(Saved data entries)
========

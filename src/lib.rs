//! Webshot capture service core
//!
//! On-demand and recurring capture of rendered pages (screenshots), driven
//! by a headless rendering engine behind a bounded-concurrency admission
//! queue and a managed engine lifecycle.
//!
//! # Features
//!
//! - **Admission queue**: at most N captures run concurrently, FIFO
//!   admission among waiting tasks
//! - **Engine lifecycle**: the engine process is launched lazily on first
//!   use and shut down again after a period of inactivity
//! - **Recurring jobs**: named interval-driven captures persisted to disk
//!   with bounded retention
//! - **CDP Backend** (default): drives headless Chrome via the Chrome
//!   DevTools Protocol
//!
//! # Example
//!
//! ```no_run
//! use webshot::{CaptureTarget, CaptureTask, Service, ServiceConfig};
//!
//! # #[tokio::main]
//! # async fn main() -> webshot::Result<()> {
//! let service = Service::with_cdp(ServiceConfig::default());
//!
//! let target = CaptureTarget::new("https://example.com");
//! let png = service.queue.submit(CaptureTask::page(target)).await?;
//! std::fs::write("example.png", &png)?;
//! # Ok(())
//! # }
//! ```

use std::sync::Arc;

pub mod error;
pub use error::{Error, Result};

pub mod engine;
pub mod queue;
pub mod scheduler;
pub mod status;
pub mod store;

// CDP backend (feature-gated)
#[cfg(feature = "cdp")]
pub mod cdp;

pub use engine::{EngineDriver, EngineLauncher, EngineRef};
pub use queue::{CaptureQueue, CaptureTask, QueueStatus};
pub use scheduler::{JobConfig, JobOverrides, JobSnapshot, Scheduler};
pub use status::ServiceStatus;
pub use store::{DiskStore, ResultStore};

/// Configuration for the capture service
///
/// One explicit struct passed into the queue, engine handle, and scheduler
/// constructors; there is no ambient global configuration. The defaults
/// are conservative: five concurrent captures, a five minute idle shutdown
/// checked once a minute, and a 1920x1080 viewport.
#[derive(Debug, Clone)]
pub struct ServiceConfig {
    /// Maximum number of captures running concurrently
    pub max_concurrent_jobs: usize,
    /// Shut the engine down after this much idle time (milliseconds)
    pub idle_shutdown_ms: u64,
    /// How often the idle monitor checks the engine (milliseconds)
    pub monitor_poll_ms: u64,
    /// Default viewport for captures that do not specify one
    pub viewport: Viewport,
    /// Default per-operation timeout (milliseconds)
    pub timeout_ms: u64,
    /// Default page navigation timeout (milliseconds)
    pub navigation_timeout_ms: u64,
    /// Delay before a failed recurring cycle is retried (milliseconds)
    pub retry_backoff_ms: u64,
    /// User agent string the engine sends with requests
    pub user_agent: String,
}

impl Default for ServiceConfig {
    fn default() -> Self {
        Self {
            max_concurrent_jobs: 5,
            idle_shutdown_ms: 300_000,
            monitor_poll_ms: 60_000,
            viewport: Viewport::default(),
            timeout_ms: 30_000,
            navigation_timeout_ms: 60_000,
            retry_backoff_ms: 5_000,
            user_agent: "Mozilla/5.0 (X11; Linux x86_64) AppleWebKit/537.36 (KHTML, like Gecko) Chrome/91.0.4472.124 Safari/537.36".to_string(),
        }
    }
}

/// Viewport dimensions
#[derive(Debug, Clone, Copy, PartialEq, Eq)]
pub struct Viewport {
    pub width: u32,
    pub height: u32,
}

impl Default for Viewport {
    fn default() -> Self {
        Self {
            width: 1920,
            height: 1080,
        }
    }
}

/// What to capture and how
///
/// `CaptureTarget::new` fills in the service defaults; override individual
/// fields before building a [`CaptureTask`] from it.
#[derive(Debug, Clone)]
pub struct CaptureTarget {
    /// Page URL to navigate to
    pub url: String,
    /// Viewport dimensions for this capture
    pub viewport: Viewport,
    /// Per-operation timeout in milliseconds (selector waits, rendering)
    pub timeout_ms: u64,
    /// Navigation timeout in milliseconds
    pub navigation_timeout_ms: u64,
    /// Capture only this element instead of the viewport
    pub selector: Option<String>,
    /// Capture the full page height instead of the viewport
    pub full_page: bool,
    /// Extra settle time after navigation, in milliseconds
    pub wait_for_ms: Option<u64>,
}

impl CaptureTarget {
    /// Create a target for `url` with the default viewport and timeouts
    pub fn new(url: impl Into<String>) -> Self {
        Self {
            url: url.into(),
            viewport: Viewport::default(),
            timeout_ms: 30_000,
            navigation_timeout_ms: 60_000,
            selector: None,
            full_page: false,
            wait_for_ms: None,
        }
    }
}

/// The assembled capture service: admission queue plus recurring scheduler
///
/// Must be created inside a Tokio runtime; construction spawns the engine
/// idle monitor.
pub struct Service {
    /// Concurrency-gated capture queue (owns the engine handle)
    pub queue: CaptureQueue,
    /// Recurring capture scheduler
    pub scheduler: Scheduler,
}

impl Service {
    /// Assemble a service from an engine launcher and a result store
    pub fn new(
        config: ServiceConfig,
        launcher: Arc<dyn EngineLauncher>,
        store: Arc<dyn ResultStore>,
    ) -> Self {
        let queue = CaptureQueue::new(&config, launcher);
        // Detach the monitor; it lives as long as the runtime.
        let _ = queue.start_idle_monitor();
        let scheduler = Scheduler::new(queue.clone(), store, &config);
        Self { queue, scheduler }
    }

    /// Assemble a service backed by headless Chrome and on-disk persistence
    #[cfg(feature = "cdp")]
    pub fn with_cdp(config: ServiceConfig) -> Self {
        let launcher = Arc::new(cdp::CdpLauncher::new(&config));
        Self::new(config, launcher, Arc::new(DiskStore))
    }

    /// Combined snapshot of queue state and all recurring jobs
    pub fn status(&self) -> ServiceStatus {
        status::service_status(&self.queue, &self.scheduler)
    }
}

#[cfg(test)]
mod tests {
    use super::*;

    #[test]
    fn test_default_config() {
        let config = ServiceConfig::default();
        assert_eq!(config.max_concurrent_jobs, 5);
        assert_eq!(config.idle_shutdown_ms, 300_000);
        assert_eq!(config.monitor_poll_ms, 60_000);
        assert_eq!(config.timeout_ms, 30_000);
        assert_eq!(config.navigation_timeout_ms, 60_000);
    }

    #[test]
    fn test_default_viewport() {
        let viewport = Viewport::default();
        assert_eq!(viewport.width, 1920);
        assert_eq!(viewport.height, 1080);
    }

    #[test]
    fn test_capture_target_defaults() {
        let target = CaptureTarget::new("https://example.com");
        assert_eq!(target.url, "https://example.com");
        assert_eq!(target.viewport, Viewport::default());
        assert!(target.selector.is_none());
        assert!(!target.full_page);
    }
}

========

- [Task directions]: One stretch of the lines above is wanted, from the line that contains "pub mod store;" through the line that contains "pub use status::ServiceStatus;". Output it exactly.

- [Solution to this task]:
pub mod store;

// CDP backend (feature-gated)
#[cfg(feature = "cdp")]
pub mod cdp;

pub use engine::{EngineDriver, EngineLauncher, EngineRef};
pub use queue::{CaptureQueue, CaptureTask, QueueStatus};
pub use scheduler::{JobConfig, JobOverrides, JobSnapshot, Scheduler};
pub use status::ServiceStatus;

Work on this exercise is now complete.